Mastodon and Related Infrastructure with Podman Containers #
Introduction #
We previously documented running Mastodon using Pot containers in this blog post.
In that post we used ansible to provision a host using a series of tasks in a playbook. You would clone the git repo of the playbook, configure some settings in an inventory file, and run the ansible playbook to provision your server.
Since then podman has become available for FreeBSD, along with podman compose, making dockerisation of jails possible.
There is still a way to go with developing podman on FreeBSD before it becomes as user-friendly as docker or podman containers on other systems, but it’s definitely usable now.
This post covers some of the adjustments required, and decisions made, to run Mastodon and related services with podman containers on FreeBSD.
Background: Available FreeBSD Container Images #
First some background on the different FreeBSD container images, aka OCI-format images.
The FreeBSD Foundation releases formal images for every release, and these are also available on Docker Hub and Github Container Registry.
As written by Doug Rabson in his FreeBSD Foundation blog post:
OCI container engines such as containerd or podman need images. A container image is a read-only directory tree which typically contains an application with supporting files and libraries. Running this image on a container engine makes a writable clone of the image and executes the application in some kind of isolation environment such as a jail.
Images are distributed via registries which store the image data and provide a simple REST API to access images and their metadata. The registry APIs, image formats and metadata are standardised by the Open Container Initiative which largely replaces earlier docker formats.
For example, with FreeBSD 15.0, the following images are available:
- FreeBSD-15.0-RELEASE-amd64-container-image-static.txz
- FreeBSD-15.0-RELEASE-amd64-container-image-dynamic.txz
- FreeBSD-15.0-RELEASE-amd64-container-image-runtime.txz
- FreeBSD-15.0-RELEASE-amd64-container-image-notoolchain.txz
- FreeBSD-15.0-RELEASE-amd64-container-image-toolchain.txz
A detailed explanation for the types of FreeBSD OCI images is paraphrased below, sourced from this pull request for the FreeBSD handbook.
freebsd-static #
The static image is intended as a base image, for a workload which is entirely statically linked. It contains no libraries, nor binaries, just the supporting files that most applications of this nature require. There is no UNIX shell, no command-line tools, no dynamic libraries, nor package manager.
freebsd-dynamic #
The dynamic image uses the static image as a parent layer, and supports using shared libraries, including libc. It doesn’t have a shell, rc system, nor a package manager.
freebsd-runtime #
Again, runtime builds on the preceding dynamic layer, and finally adds the minimum that a user would expect - a UNIX shell, rc system, and the package manager pkg.
freebsd-notoolchain #
This base image contains almost all tools one would expect on a typical FreeBSD system, excluding those that are directly hardware-related, and thus not generally useful within a container, and the compiler and related toolchain, as it is quite large.
freebsd-toolchain #
The Toolchain base image is the sum of all preceding images, including a full compiler and toolchain.
Real world usage notes #
Contrary to the proposed handbook documentation, we’ve found that the most useful OCI images are the freebsd-notoolchain and freebsd-toolchain ones.

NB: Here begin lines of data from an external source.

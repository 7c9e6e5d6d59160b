// ABOUTME: Configuration types and parsing for mediastack.yml.
// ABOUTME: Handles YAML parsing, discovery, env interpolation, and sequencer settings.

mod deserialize;
mod env_value;
mod health;
mod tunnel;

pub use env_value::EnvValue;
pub use health::HealthConfig;
pub use tunnel::TunnelConfig;

use crate::error::{Error, Result};
use crate::runtime::RuntimeConfig;
use crate::sequencer::{ConfigurationError, DeploymentConfig};
use crate::stack::ComposeStack;
use crate::types::{Domain, Hostname, ServiceName, Subdomain};
use deserialize::deserialize_critical_services;
use nonempty::NonEmpty;
use serde::Deserialize;
use std::path::{Path, PathBuf};
use std::time::Duration;

pub const CONFIG_FILENAME: &str = "mediastack.yml";
pub const CONFIG_FILENAME_ALT: &str = "mediastack.yaml";
pub const CONFIG_FILENAME_DIR: &str = ".mediastack/config.yml";

#[derive(Debug, Clone, Deserialize)]
pub struct StackConfig {
    /// Stack root; relative compose paths resolve against it.
    pub root: PathBuf,

    #[serde(default = "default_compose_file")]
    pub compose_file: PathBuf,

    #[serde(default)]
    pub project: Option<String>,

    #[serde(default = "default_compose_timeout", with = "humantime_serde")]
    pub compose_timeout: Duration,

    pub domain: Domain,

    pub tunnel: TunnelConfig,

    /// Subdomains routed through the tunnel, in creation order.
    #[serde(default)]
    pub public_services: Vec<Subdomain>,

    /// Containers that gate activation, in poll order.
    #[serde(deserialize_with = "deserialize_critical_services")]
    pub critical_services: NonEmpty<ServiceName>,

    #[serde(default)]
    pub health: HealthConfig,

    #[serde(default)]
    pub runtime: RuntimeConfig,
}

fn default_compose_file() -> PathBuf {
    PathBuf::from("docker-compose.yml")
}

fn default_compose_timeout() -> Duration {
    crate::stack::DEFAULT_UP_TIMEOUT
}

impl StackConfig {
    pub fn from_yaml(yaml: &str) -> Result<Self> {
        serde_yaml::from_str(yaml).map_err(Error::from)
    }

    pub fn load(path: &Path) -> Result<Self> {
        let content = std::fs::read_to_string(path)?;
        Self::from_yaml(&content)
    }

    pub fn discover(dir: &Path) -> Result<Self> {
        let candidates = [
            dir.join(CONFIG_FILENAME),
            dir.join(CONFIG_FILENAME_ALT),
            dir.join(CONFIG_FILENAME_DIR),
        ];

        for path in &candidates {
            if path.exists() {
                tracing::debug!(path = %path.display(), "loading config");
                return Self::load(path);
            }
        }

        Err(Error::ConfigNotFound(dir.to_path_buf()))
    }

    /// Validated sequencer inputs.
    pub fn deployment_config(&self) -> std::result::Result<DeploymentConfig, ConfigurationError> {
        DeploymentConfig::builder(self.critical_services.iter().cloned())
            .poll_interval(self.health.poll_interval)
            .timeout(self.health.timeout)
            .report_interval(self.health.report_interval)
            .probe_timeout(self.health.probe_timeout)
            .build()
    }

    /// Public hostnames in configured order.
    pub fn hostnames(&self) -> Vec<Hostname> {
        self.public_services
            .iter()
            .map(|sub| self.domain.hostname(sub))
            .collect()
    }

    /// Apply command-line overrides to the health settings.
    pub fn with_health_overrides(
        mut self,
        timeout: Option<Duration>,
        poll_interval: Option<Duration>,
    ) -> Self {
        self.health = self.health.with_overrides(timeout, poll_interval);
        self
    }

    /// Compose file path, resolved against the stack root.
    pub fn compose_path(&self) -> PathBuf {
        self.compose_stack().compose_file().to_path_buf()
    }

    /// Compose stack rooted at the configured root.
    pub fn compose_stack(&self) -> ComposeStack {
        let stack = ComposeStack::new(&self.root, &self.compose_file).timeout(self.compose_timeout);
        match &self.project {
            Some(project) => stack.project(project),
            None => stack,
        }
    }
}

/// Parse a duration such as `90s`, `5m` or plain seconds (`300`).
pub fn parse_duration(value: &str) -> std::result::Result<Duration, String> {
    if let Ok(secs) = value.trim().parse::<u64>() {
        return Ok(Duration::from_secs(secs));
    }
    let de = serde::de::value::StrDeserializer::<serde::de::value::Error>::new(value.trim());
    humantime_serde::deserialize(de).map_err(|e: serde::de::value::Error| e.to_string())
}
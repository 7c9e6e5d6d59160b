// ABOUTME: Container-name compatible service name validation.
// ABOUTME: Service names double as container names for health queries.

use serde::{Deserialize, Serialize};
use std::fmt;
use thiserror::Error;

/// Longest container name the runtime accepts without truncation.
const MAX_LEN: usize = 128;

#[derive(Debug, Error, PartialEq, Eq)]
pub enum ServiceNameError {
    #[error("service name cannot be empty")]
    Empty,

    #[error("service name exceeds maximum length of {MAX_LEN} characters")]
    TooLong,

    #[error("service name must start with a letter or digit")]
    InvalidStart,

    #[error("invalid character in service name: '{0}'")]
    InvalidChar(char),
}

/// Name of a critical service, identical to its container name.
#[derive(Debug, Clone, PartialEq, Eq, PartialOrd, Ord, Hash, Serialize)]
#[serde(transparent)]
pub struct ServiceName(String);

impl ServiceName {
    pub fn new(value: &str) -> Result<Self, ServiceNameError> {
        let mut chars = value.chars();

        let first = chars.next().ok_or(ServiceNameError::Empty)?;
        if value.len() > MAX_LEN {
            return Err(ServiceNameError::TooLong);
        }
        if !first.is_ascii_alphanumeric() {
            return Err(ServiceNameError::InvalidStart);
        }

        for c in chars {
            if !c.is_ascii_alphanumeric() && c != '_' && c != '.' && c != '-' {
                return Err(ServiceNameError::InvalidChar(c));
            }
        }

        Ok(Self(value.to_string()))
    }

    pub fn as_str(&self) -> &str {
        &self.0
    }
}

impl fmt::Display for ServiceName {
    fn fmt(&self, f: &mut fmt::Formatter<'_>) -> fmt::Result {
        write!(f, "{}", self.0)
    }
}

impl<'de> Deserialize<'de> for ServiceName {
    fn deserialize<D: serde::Deserializer<'de>>(deserializer: D) -> Result<Self, D::Error> {
        let s = String::deserialize(deserializer)?;
        ServiceName::new(&s).map_err(serde::de::Error::custom)
    }
}
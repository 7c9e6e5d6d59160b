// ABOUTME: Deployment state marker types for the type state pattern.
// ABOUTME: Later states carry the evidence gathered by earlier transitions.

use crate::sequencer::SequencerReport;
use crate::tunnel::InstallOutcome;

use super::report::RouteRecord;

/// Initial state: config validated, stack not started yet.
/// Available actions: `start_stack()`
#[derive(Debug, Clone, Copy, Default)]
pub struct Initialized;

/// Stack started (or already running).
/// Available actions: `wait_until_stable()`
#[derive(Debug, Clone, Copy, Default)]
pub struct StackStarted;

/// Every running critical service is healthy.
/// Available actions: `route_dns()`
#[derive(Debug, Clone)]
pub struct Stable {
    pub(crate) report: SequencerReport,
}

impl Stable {
    pub fn report(&self) -> &SequencerReport {
        &self.report
    }
}

/// Public hostnames routed to the tunnel.
/// Available actions: `install_tunnel()`
#[derive(Debug, Clone)]
pub struct DnsRouted {
    pub(crate) report: SequencerReport,
    pub(crate) routes: Vec<RouteRecord>,
}

/// Tunnel client installed as a service.
/// Available actions: `finish()`
#[derive(Debug, Clone)]
pub struct Activated {
    pub(crate) report: SequencerReport,
    pub(crate) routes: Vec<RouteRecord>,
    pub(crate) tunnel: InstallOutcome,
}
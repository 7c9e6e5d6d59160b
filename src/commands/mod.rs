// ABOUTME: Command module aggregator for the mediastack CLI.
// ABOUTME: Re-exports command handlers and the shared config loader.

mod activate;
mod deploy;
mod runtime_connection;
mod status;
mod wait;

pub use activate::activate;
pub use deploy::deploy;
pub use status::status;
pub use wait::wait;

use mediastack::config::StackConfig;
use mediastack::error::Result;
use std::env;
use std::path::Path;

/// Load the config from an explicit path, or discover it in the current directory.
pub fn load_config(path: Option<&Path>) -> Result<StackConfig> {
    match path {
        Some(path) => StackConfig::load(path),
        None => StackConfig::discover(&env::current_dir()?),
    }
}
// ABOUTME: Shared helper for connecting to the local container runtime.
// ABOUTME: Detects the socket, connects, and checks the daemon answers.

use mediastack::config::StackConfig;
use mediastack::error::Result;
use mediastack::output::Output;
use mediastack::runtime::{BollardProbe, RuntimeError, detect_local};

/// Connect to the container runtime on this host.
///
/// This handles the common pattern of:
/// 1. Detecting the runtime type and socket path
/// 2. Outputting progress messages
/// 3. Establishing the connection and pinging the daemon
pub async fn connect_to_runtime(config: &StackConfig, output: &Output) -> Result<BollardProbe> {
    output.progress("  → Detecting runtime...");
    let runtime_info = detect_local(Some(&config.runtime)).map_err(RuntimeError::from)?;

    output.progress(&format!("  → Found {runtime_info}"));

    let probe = BollardProbe::connect(&runtime_info).map_err(RuntimeError::from)?;
    probe.ping().await.map_err(RuntimeError::from)?;
    tracing::debug!(runtime = %probe.runtime_type(), "runtime answered ping");

    Ok(probe)
}
// ABOUTME: Container stack lifecycle collaborator.
// ABOUTME: Defines the StackOps capability and its docker compose implementation.

mod compose;

pub use compose::{ComposeCommand, ComposeStack, DEFAULT_UP_TIMEOUT};

use crate::process::CommandError;
use async_trait::async_trait;
use std::path::PathBuf;

/// Brings the whole container stack up.
#[async_trait]
pub trait StackOps: Send + Sync {
    /// Start every service in the stack, detached. Invoked once per deployment.
    async fn start_stack(&self) -> Result<(), StackError>;
}

/// Errors starting the stack.
#[derive(Debug, thiserror::Error)]
pub enum StackError {
    #[error("neither 'docker compose' nor 'docker-compose' is available")]
    ComposeNotFound,

    #[error("compose file does not exist: {0}")]
    ComposeFileMissing(PathBuf),

    #[error(transparent)]
    Command(#[from] CommandError),
}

While initial development and experimentation with the freebsd-runtime container image proved useful, there are coverage gaps better suited by the freebsd-notoolchain and freebsd-toolchain images.
For example, to build a varnish container you will need the freebsd-toolchain base container, because varnish compiles its VCL at runtime. This needs a compiler.
It’s a labourious exercise to install compiler tools on a leaner container base, and far simpler to use the applicable OCI image which has a compiler already installed.
Although a larger base image to download, the build process for custom containers completes much faster, which means a quicker live service.
Background: Podman Container Hooks #
Not all FreeBSD services will run automatically with podman containers. For example, if you try to build a postgresql container, then regardless of which OCI image you use, when you run it you will get complaints about shared memory, and postgresql will refuse to start.
The solution is to edit jail parameters to configure sysvshm, sysvsem and sysvmsg along with some others. Not an obvious solution, but there is a way to automate it.
Podman has the ability to run scripts via a container hooks subsystem, which can modify containers at various stages of the container lifecycle.
This is first discussed in this github issue from March 2025, along with a Mastodon thread from David Chisnall in May 2025.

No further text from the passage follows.